» **WHAT NEEDS TO BE DONE**:
What you return must be every line from the beginning of the data through the line holding "pub fn generate_token()", unchanged.

[Data records]

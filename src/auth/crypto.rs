use argon2::password_hash::rand_core::OsRng as SaltRng;
use argon2::password_hash::{PasswordHash, PasswordHasher, PasswordVerifier, SaltString};
use argon2::Argon2;
use rand::rngs::OsRng;
use rand::RngCore;
use sha2::{Digest, Sha256};

pub fn generate_token() -> String {
    let mut bytes = [0u8; 32];
    OsRng.fill_bytes(&mut bytes);
    hex::encode(bytes)
}

/// Tokens are stored hashed so a leaked sessions table is not a credential dump.
pub fn hash_token(token: &str) -> String {
    let mut hasher = Sha256::new();
    hasher.update(token.as_bytes());
    hex::encode(hasher.finalize())
}

pub fn hash_password(password: &str) -> Result<String, argon2::password_hash::Error> {
    let salt = SaltString::generate(&mut SaltRng);
    let hash = Argon2::default().hash_password(password.as_bytes(), &salt)?;
    Ok(hash.to_string())
}

pub fn verify_password(password: &str, hash: &str) -> bool {
    let parsed_hash = match PasswordHash::new(hash) {
        Ok(h) => h,
        Err(_) => return false,
    };
    Argon2::default()
        .verify_password(password.as_bytes(), &parsed_hash)
        .is_ok()
}

#[cfg(test)]
mod tests {
    use super::*;

    #[test]
    fn password_verifies_against_its_own_hash() {
        let hash = hash_password("hunter2").unwrap();
        assert!(verify_password("hunter2", &hash));
        assert!(!verify_password("hunter3", &hash));
    }

    #[test]
    fn garbage_hash_never_verifies() {
        assert!(!verify_password("hunter2", "not-a-phc-string"));
    }

    #[test]
    fn tokens_are_unique_and_hash_deterministically() {
        let a = generate_token();
        let b = generate_token();
        assert_ne!(a, b);
        assert_eq!(hash_token(&a), hash_token(&a));
        assert_ne!(hash_token(&a), hash_token(&b));
    }
}
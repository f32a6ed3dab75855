use diesel::prelude::*;
use diesel::r2d2::{self, ConnectionManager};
use diesel_migrations::{embed_migrations, EmbeddedMigrations, MigrationHarness};

pub const MIGRATIONS: EmbeddedMigrations = embed_migrations!("migrations");

pub type DbPool = r2d2::Pool<ConnectionManager<PgConnection>>;

pub fn create_pool(database_url: &str) -> DbPool {
    let manager = ConnectionManager::<PgConnection>::new(database_url);
    let pool = r2d2::Pool::builder()
        .build(manager)
        .expect("Failed to create database pool");

    // Run pending migrations on startup
    let mut conn = pool
        .get()
        .expect("Failed to get DB connection for migrations");
    conn.run_pending_migrations(MIGRATIONS)
        .expect("Failed to run database migrations");

    pool
}
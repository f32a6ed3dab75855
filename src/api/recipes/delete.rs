use axum::extract::{Path, State};
use axum::Json;
use diesel::prelude::*;
use serde::Serialize;
use std::sync::Arc;
use utoipa::ToSchema;

use crate::api::ErrorResponse;
use crate::auth::AuthUser;
use crate::authz;
use crate::db::DbPool;
use crate::error::ApiError;
use crate::schema::recipes;

#[derive(Debug, Clone, Serialize, ToSchema)]
pub struct DeletedResponse {
    pub message: String,
}

#[utoipa::path(
    delete,
    path = "/api/recipes/{id}",
    tag = "recipes",
    params(
        ("id" = i32, Path, description = "Recipe ID")
    ),
    responses(
        (status = 200, description = "Recipe deleted", body = DeletedResponse),
        (status = 401, description = "Unauthorized", body = ErrorResponse),
        (status = 403, description = "Not the owner or an admin", body = ErrorResponse),
        (status = 404, description = "Recipe not found", body = ErrorResponse)
    ),
    security(
        ("bearer_auth" = [])
    )
)]
pub async fn delete_recipe(
    AuthUser(user): AuthUser,
    State(pool): State<Arc<DbPool>>,
    Path(id): Path<i32>,
) -> Result<Json<DeletedResponse>, ApiError> {
    let mut conn = pool.get()?;

    let owner_id: i32 = recipes::table
        .find(id)
        .select(recipes::user_id)
        .first(&mut conn)
        .optional()?
        .ok_or(ApiError::NotFound("Recipe"))?;

    authz::owner_or_admin(&authz::Actor::from(&user), owner_id).require()?;

    // Reviews, favorites, and collection memberships go with it via cascades.
    diesel::delete(recipes::table.find(id)).execute(&mut conn)?;

    Ok(Json(DeletedResponse {
        message: "Recipe removed".to_string(),
    }))
}
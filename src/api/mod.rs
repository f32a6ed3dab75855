pub mod admin;
pub mod auth;
pub mod collections;
pub mod recipes;
pub mod users;

use serde::Serialize;
use utoipa::openapi::security::{Http, HttpAuthScheme, SecurityScheme};
use utoipa::{OpenApi, ToSchema};

use crate::models::{Author, Difficulty};
use crate::rating::StarDisplay;

/// Shared error response used by all endpoints
#[derive(Debug, Clone, Serialize, ToSchema)]
pub struct ErrorResponse {
    pub error: String,
}

/// Generate the complete OpenAPI spec by merging all module specs
pub fn openapi() -> utoipa::openapi::OpenApi {
    // Base spec with shared components and security
    #[derive(OpenApi)]
    #[openapi(components(schemas(ErrorResponse, Author, Difficulty, StarDisplay)))]
    struct BaseApi;

    let mut spec = BaseApi::openapi();

    // Add security scheme
    if let Some(components) = spec.components.as_mut() {
        components.add_security_scheme(
            "bearer_auth",
            SecurityScheme::Http(Http::new(HttpAuthScheme::Bearer)),
        );
    }

    // Merge in each module's spec
    let modules: Vec<utoipa::openapi::OpenApi> = vec![
        auth::ApiDoc::openapi(),
        recipes::ApiDoc::openapi(),
        users::ApiDoc::openapi(),
        collections::ApiDoc::openapi(),
        admin::ApiDoc::openapi(),
    ];

    for module_spec in modules {
        // Merge paths
        spec.paths.paths.extend(module_spec.paths.paths);

        // Merge components (schemas)
        if let Some(module_components) = module_spec.components {
            if let Some(spec_components) = spec.components.as_mut() {
                spec_components.schemas.extend(module_components.schemas);
            }
        }
    }

    spec
}
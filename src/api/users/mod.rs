pub mod favorites;
pub mod feed;
pub mod follow;
pub mod profile;
pub mod public_profile;

use axum::routing::{get, post};
use axum::Router;
use utoipa::OpenApi;

use crate::AppState;

/// Returns the router for /api/users endpoints (mounted at /api/users)
pub fn router() -> Router<AppState> {
    Router::new()
        .route(
            "/profile",
            get(profile::get_profile).put(profile::update_profile),
        )
        .route("/feed", get(feed::get_feed))
        .route("/{id}/public", get(public_profile::get_public_profile))
        .route("/{id}/follow", post(follow::toggle_follow))
        .route("/favorites/{recipe_id}", post(favorites::toggle_favorite))
}

#[derive(OpenApi)]
#[openapi(
    paths(
        profile::get_profile,
        profile::update_profile,
        public_profile::get_public_profile,
        favorites::toggle_favorite,
        follow::toggle_follow,
        feed::get_feed,
    ),
    components(schemas(
        profile::ProfileResponse,
        profile::FollowedUser,
        profile::UpdateProfileRequest,
        profile::UpdateProfileResponse,
        public_profile::PublicProfileResponse,
        public_profile::PublicUser,
        public_profile::RecipeSummary,
        favorites::ToggleFavoriteResponse,
        follow::ToggleFollowResponse,
    ))
)]
pub struct ApiDoc;
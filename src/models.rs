use chrono::{DateTime, Utc};
use diesel::prelude::*;
use serde::{Deserialize, Serialize};
use utoipa::ToSchema;

#[derive(Queryable, Selectable, Debug)]
#[diesel(table_name = crate::schema::users)]
#[diesel(check_for_backend(diesel::pg::Pg))]
#[allow(dead_code)]
pub struct User {
    pub id: i32,
    pub username: String,
    pub email: String,
    pub password_hash: String,
    pub bio: Option<String>,
    pub avatar_url: Option<String>,
    pub role: String,
    pub created_at: DateTime<Utc>,
    pub updated_at: DateTime<Utc>,
}

#[derive(Insertable)]
#[diesel(table_name = crate::schema::users)]
pub struct NewUser<'a> {
    pub username: &'a str,
    pub email: &'a str,
    pub password_hash: &'a str,
    pub bio: Option<&'a str>,
    pub avatar_url: Option<&'a str>,
}

#[derive(Queryable, Selectable, Debug)]
#[diesel(table_name = crate::schema::sessions)]
#[diesel(check_for_backend(diesel::pg::Pg))]
#[allow(dead_code)]
pub struct Session {
    pub id: i32,
    pub user_id: i32,
    pub token_hash: String,
    pub expires_at: DateTime<Utc>,
    pub created_at: DateTime<Utc>,
}

#[derive(Insertable)]
#[diesel(table_name = crate::schema::sessions)]
pub struct NewSession<'a> {
    pub user_id: i32,
    pub token_hash: &'a str,
    pub expires_at: DateTime<Utc>,
}

#[derive(Queryable, Selectable, Debug)]
#[diesel(table_name = crate::schema::recipes)]
#[diesel(check_for_backend(diesel::pg::Pg))]
pub struct Recipe {
    pub id: i32,
    pub user_id: i32,
    pub title: String,
    pub description: String,
    pub ingredients: serde_json::Value,
    pub instructions: String,
    pub cooking_time: i32,
    pub servings: i32,
    pub difficulty: String,
    pub dietary_tags: serde_json::Value,
    pub image_url: Option<String>,
    pub created_at: DateTime<Utc>,
    pub updated_at: DateTime<Utc>,
}

#[derive(Insertable)]
#[diesel(table_name = crate::schema::recipes)]
pub struct NewRecipe<'a> {
    pub user_id: i32,
    pub title: &'a str,
    pub description: &'a str,
    pub ingredients: serde_json::Value,
    pub instructions: &'a str,
    pub cooking_time: i32,
    pub servings: i32,
    pub difficulty: &'a str,
    pub dietary_tags: serde_json::Value,
    pub image_url: Option<&'a str>,
}

#[derive(Queryable, Selectable, Debug)]
#[diesel(table_name = crate::schema::reviews)]
#[diesel(check_for_backend(diesel::pg::Pg))]
#[allow(dead_code)]
pub struct Review {
    pub id: i32,
    pub user_id: i32,
    pub recipe_id: i32,
    pub rating: i32,
    pub comment: Option<String>,
    pub created_at: DateTime<Utc>,
}

#[derive(Insertable)]
#[diesel(table_name = crate::schema::reviews)]
pub struct NewReview<'a> {
    pub user_id: i32,
    pub recipe_id: i32,
    pub rating: i32,
    pub comment: Option<&'a str>,
}

#[derive(Queryable, Selectable, Debug)]
#[diesel(table_name = crate::schema::collections)]
#[diesel(check_for_backend(diesel::pg::Pg))]
#[allow(dead_code)]
pub struct Collection {
    pub id: i32,
    pub user_id: i32,
    pub name: String,
    pub description: Option<String>,
    pub created_at: DateTime<Utc>,
    pub updated_at: DateTime<Utc>,
}

#[derive(Insertable)]
#[diesel(table_name = crate::schema::collections)]
pub struct NewCollection<'a> {
    pub user_id: i32,
    pub name: &'a str,
    pub description: Option<&'a str>,
}

#[derive(Insertable)]
#[diesel(table_name = crate::schema::favorites)]
pub struct NewFavorite {
    pub user_id: i32,
    pub recipe_id: i32,
}

#[derive(Insertable)]
#[diesel(table_name = crate::schema::follows)]
pub struct NewFollow {
    pub follower_id: i32,
    pub following_id: i32,
}

#[derive(Insertable)]
#[diesel(table_name = crate::schema::collection_recipes)]
pub struct NewCollectionRecipe {
    pub collection_id: i32,
    pub recipe_id: i32,
}

/// Public projection of a user attached to recipes and reviews.
#[derive(Queryable, Selectable, Debug, Clone, Serialize, ToSchema)]
#[diesel(table_name = crate::schema::users)]
#[diesel(check_for_backend(diesel::pg::Pg))]
pub struct Author {
    pub id: i32,
    pub username: String,
    pub avatar_url: Option<String>,
}

impl From<&User> for Author {
    fn from(user: &User) -> Self {
        Author {
            id: user.id,
            username: user.username.clone(),
            avatar_url: user.avatar_url.clone(),
        }
    }
}

/// Recipe difficulty. Stored as text; unknown values are rejected at the
/// boundary by serde.
#[derive(Debug, Clone, Copy, PartialEq, Eq, Serialize, Deserialize, ToSchema)]
pub enum Difficulty {
    Easy,
    Medium,
    Hard,
}

impl Difficulty {
    pub fn as_str(self) -> &'static str {
        match self {
            Difficulty::Easy => "Easy",
            Difficulty::Medium => "Medium",
            Difficulty::Hard => "Hard",
        }
    }
}

/// Decode a jsonb list column into strings, dropping anything malformed.
pub fn string_list(value: &serde_json::Value) -> Vec<String> {
    serde_json::from_value(value.clone()).unwrap_or_default()
}

#[cfg(test)]
mod tests {
    use super::*;

    #[test]
    fn difficulty_round_trips_through_serde() {
        let d: Difficulty = serde_json::from_str("\"Easy\"").unwrap();
        assert_eq!(d, Difficulty::Easy);
        assert_eq!(serde_json::to_string(&Difficulty::Hard).unwrap(), "\"Hard\"");
    }

    #[test]
    fn difficulty_rejects_unknown_values() {
        assert!(serde_json::from_str::<Difficulty>("\"Impossible\"").is_err());
    }

    #[test]
    fn string_list_decodes_json_array() {
        let v = serde_json::json!(["Vegan", "Gluten-Free"]);
        assert_eq!(string_list(&v), vec!["Vegan", "Gluten-Free"]);
    }

    #[test]
    fn string_list_tolerates_malformed_column() {
        assert!(string_list(&serde_json::json!({"not": "a list"})).is_empty());
        assert!(string_list(&serde_json::Value::Null).is_empty());
    }
}
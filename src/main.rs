mod api;
mod auth;
mod authz;
mod db;
mod error;
mod models;
mod rating;
mod schema;

use axum::extract::MatchedPath;
use axum::http::Request;
use axum::Router;
use std::env;
use std::sync::Arc;
use tower_http::trace::TraceLayer;
use tracing::Span;
use tracing_subscriber::layer::SubscriberExt;
use tracing_subscriber::util::SubscriberInitExt;
use utoipa_swagger_ui::SwaggerUi;

/// Application state shared across all handlers
pub type AppState = Arc<db::DbPool>;

fn init_tracing() {
    tracing_subscriber::registry()
        .with(tracing_subscriber::EnvFilter::from_default_env())
        .with(tracing_subscriber::fmt::layer())
        .init();
}

#[tokio::main]
async fn main() {
    // Check for --openapi flag to dump spec and exit
    if env::args().any(|arg| arg == "--openapi") {
        let spec = api::openapi().to_pretty_json().unwrap();
        println!("{}", spec);
        return;
    }

    init_tracing();

    let database_url = env::var("DATABASE_URL").expect("DATABASE_URL must be set");

    let pool: AppState = Arc::new(db::create_pool(&database_url));

    let swagger_ui = SwaggerUi::new("/swagger-ui").url("/api-docs/openapi.json", api::openapi());

    let app = Router::new()
        .merge(api::auth::router())
        .nest("/api/recipes", api::recipes::router())
        .nest("/api/users", api::users::router())
        .nest("/api/collections", api::collections::router())
        .nest("/api/admin", api::admin::router())
        .merge(swagger_ui)
        .with_state(pool)
        .layer(
            TraceLayer::new_for_http()
                .make_span_with(|request: &Request<_>| {
                    let matched_path = request
                        .extensions()
                        .get::<MatchedPath>()
                        .map(MatchedPath::as_str)
                        .unwrap_or(request.uri().path());

                    tracing::info_span!(
                        "http_request",
                        method = %request.method(),
                        path = %matched_path,
                    )
                })
                .on_response(
                    |response: &axum::http::Response<_>,
                     latency: std::time::Duration,
                     _span: &Span| {
                        let status = response.status().as_u16();
                        if status >= 500 {
                            tracing::error!(
                                status = %status,
                                latency_ms = %latency.as_millis(),
                                "request failed with server error"
                            );
                        } else {
                            tracing::info!(
                                status = %status,
                                latency_ms = %latency.as_millis(),
                                "request completed"
                            );
                        }
                    },
                ),
        );

    let listener = tokio::net::TcpListener::bind("0.0.0.0:3000").await.unwrap();

    tracing::info!("Server listening on {}", listener.local_addr().unwrap());
    tracing::info!("Swagger UI available at http://localhost:3000/swagger-ui/");

    axum::serve(listener, app).await.unwrap();
}
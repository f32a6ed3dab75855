use axum::extract::{Path, State};
use axum::Json;
use diesel::prelude::*;
use std::sync::Arc;

use crate::api::recipes::delete::DeletedResponse;
use crate::api::recipes::RecipeWithAuthor;
use crate::api::ErrorResponse;
use crate::auth::AuthUser;
use crate::authz;
use crate::db::DbPool;
use crate::error::ApiError;
use crate::models::{Author, Recipe};
use crate::schema::{recipes, users};

#[utoipa::path(
    get,
    path = "/api/admin/recipes",
    tag = "admin",
    responses(
        (status = 200, description = "All recipes, newest first", body = Vec<RecipeWithAuthor>),
        (status = 401, description = "Unauthorized", body = ErrorResponse),
        (status = 403, description = "Not an admin", body = ErrorResponse)
    ),
    security(
        ("bearer_auth" = [])
    )
)]
pub async fn list_recipes(
    AuthUser(user): AuthUser,
    State(pool): State<Arc<DbPool>>,
) -> Result<Json<Vec<RecipeWithAuthor>>, ApiError> {
    authz::admin_only(&authz::Actor::from(&user)).require()?;

    let mut conn = pool.get()?;

    let rows: Vec<(Recipe, Author)> = recipes::table
        .inner_join(users::table)
        .order(recipes::created_at.desc())
        .select((Recipe::as_select(), Author::as_select()))
        .load(&mut conn)?;

    Ok(Json(
        rows.into_iter()
            .map(|(recipe, author)| RecipeWithAuthor::from_parts(recipe, author))
            .collect(),
    ))
}

#[utoipa::path(
    delete,
    path = "/api/admin/recipes/{id}",
    tag = "admin",
    params(
        ("id" = i32, Path, description = "Recipe ID")
    ),
    responses(
        (status = 200, description = "Recipe deleted", body = DeletedResponse),
        (status = 401, description = "Unauthorized", body = ErrorResponse),
        (status = 403, description = "Not an admin", body = ErrorResponse),
        (status = 404, description = "Recipe not found", body = ErrorResponse)
    ),
    security(
        ("bearer_auth" = [])
    )
)]
pub async fn delete_recipe(
    AuthUser(user): AuthUser,
    State(pool): State<Arc<DbPool>>,
    Path(id): Path<i32>,
) -> Result<Json<DeletedResponse>, ApiError> {
    authz::admin_only(&authz::Actor::from(&user)).require()?;

    let mut conn = pool.get()?;

    let deleted = diesel::delete(recipes::table.find(id)).execute(&mut conn)?;
    if deleted == 0 {
        return Err(ApiError::NotFound("Recipe"));
    }

    Ok(Json(DeletedResponse {
        message: "Recipe removed by admin".to_string(),
    }))
}
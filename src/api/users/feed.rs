use axum::extract::State;
use axum::Json;
use diesel::prelude::*;
use std::sync::Arc;

use crate::api::recipes::RecipeWithAuthor;
use crate::api::ErrorResponse;
use crate::auth::AuthUser;
use crate::db::DbPool;
use crate::error::ApiError;
use crate::models::{Author, Recipe};
use crate::schema::{follows, recipes, users};

/// Recipes authored by the users the caller follows, newest first. The
/// caller is never in their own following set, so their own recipes never
/// appear here.
#[utoipa::path(
    get,
    path = "/api/users/feed",
    tag = "users",
    responses(
        (status = 200, description = "Feed of followed authors' recipes", body = Vec<RecipeWithAuthor>),
        (status = 401, description = "Unauthorized", body = ErrorResponse)
    ),
    security(
        ("bearer_auth" = [])
    )
)]
pub async fn get_feed(
    AuthUser(user): AuthUser,
    State(pool): State<Arc<DbPool>>,
) -> Result<Json<Vec<RecipeWithAuthor>>, ApiError> {
    let mut conn = pool.get()?;

    let rows: Vec<(Recipe, Author)> = recipes::table
        .inner_join(users::table)
        .filter(
            recipes::user_id.eq_any(
                follows::table
                    .filter(follows::follower_id.eq(user.id))
                    .select(follows::following_id),
            ),
        )
        .order(recipes::created_at.desc())
        .select((Recipe::as_select(), Author::as_select()))
        .load(&mut conn)?;

    Ok(Json(
        rows.into_iter()
            .map(|(recipe, author)| RecipeWithAuthor::from_parts(recipe, author))
            .collect(),
    ))
}
use axum::extract::State;
use axum::http::StatusCode;
use axum::response::IntoResponse;
use axum::Json;
use chrono::{DateTime, Utc};
use diesel::prelude::*;
use serde::{Deserialize, Serialize};
use std::sync::Arc;
use utoipa::ToSchema;

use crate::api::ErrorResponse;
use crate::auth::AuthUser;
use crate::db::DbPool;
use crate::error::ApiError;
use crate::models::{Collection, NewCollection};
use crate::schema::collections;

#[derive(Debug, Clone, Deserialize, ToSchema)]
pub struct CreateCollectionRequest {
    pub name: String,
    pub description: Option<String>,
}

#[derive(Debug, Clone, Serialize, ToSchema)]
pub struct CollectionResponse {
    pub id: i32,
    pub user_id: i32,
    pub name: String,
    pub description: Option<String>,
    pub created_at: DateTime<Utc>,
}

impl From<Collection> for CollectionResponse {
    fn from(c: Collection) -> Self {
        CollectionResponse {
            id: c.id,
            user_id: c.user_id,
            name: c.name,
            description: c.description,
            created_at: c.created_at,
        }
    }
}

#[utoipa::path(
    post,
    path = "/api/collections",
    tag = "collections",
    request_body = CreateCollectionRequest,
    responses(
        (status = 201, description = "Collection created", body = CollectionResponse),
        (status = 400, description = "Missing name", body = ErrorResponse),
        (status = 401, description = "Unauthorized", body = ErrorResponse)
    ),
    security(
        ("bearer_auth" = [])
    )
)]
pub async fn create_collection(
    AuthUser(user): AuthUser,
    State(pool): State<Arc<DbPool>>,
    Json(req): Json<CreateCollectionRequest>,
) -> Result<impl IntoResponse, ApiError> {
    if req.name.trim().is_empty() {
        return Err(ApiError::Validation(
            "Collection name cannot be empty".to_string(),
        ));
    }

    let mut conn = pool.get()?;

    let collection: Collection = diesel::insert_into(collections::table)
        .values(&NewCollection {
            user_id: user.id,
            name: req.name.trim(),
            description: req.description.as_deref(),
        })
        .returning(Collection::as_returning())
        .get_result(&mut conn)?;

    Ok((
        StatusCode::CREATED,
        Json(CollectionResponse::from(collection)),
    ))
}
use axum::extract::State;
use axum::response::IntoResponse;
use axum::Json;
use diesel::prelude::*;
use serde::Deserialize;
use std::sync::Arc;
use utoipa::ToSchema;

use crate::api::ErrorResponse;
use crate::auth::{create_session, verify_password};
use crate::db::DbPool;
use crate::error::ApiError;
use crate::models::User;
use crate::schema::users;

use super::register::IdentityResponse;

#[derive(Debug, Clone, Deserialize, ToSchema)]
pub struct LoginRequest {
    pub email: String,
    pub password: String,
}

#[utoipa::path(
    post,
    path = "/api/auth/login",
    tag = "auth",
    request_body(content = LoginRequest, example = json!({"email": "maria@example.com", "password": "password123"})),
    responses(
        (status = 200, description = "Login successful", body = IdentityResponse),
        (status = 401, description = "Invalid credentials", body = ErrorResponse)
    )
)]
pub async fn login(
    State(pool): State<Arc<DbPool>>,
    Json(req): Json<LoginRequest>,
) -> Result<impl IntoResponse, ApiError> {
    let mut conn = pool.get()?;

    let user: User = users::table
        .filter(users::email.eq(req.email.trim()))
        .select(User::as_select())
        .first(&mut conn)
        .optional()?
        .ok_or_else(|| ApiError::Unauthorized("Invalid email or password".to_string()))?;

    if !verify_password(&req.password, &user.password_hash) {
        return Err(ApiError::Unauthorized("Invalid email or password".to_string()));
    }

    let token = create_session(&mut conn, user.id)?;

    Ok(Json(IdentityResponse::new(user, token)))
}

» **RESULT**:
filename src/auth/crypto.rs
use argon2::password_hash::rand_core::OsRng as SaltRng;
use argon2::password_hash::{PasswordHash, PasswordHasher, PasswordVerifier, SaltString};
use argon2::Argon2;
use rand::rngs::OsRng;
use rand::RngCore;
use sha2::{Digest, Sha256};

pub fn generate_token() -> String {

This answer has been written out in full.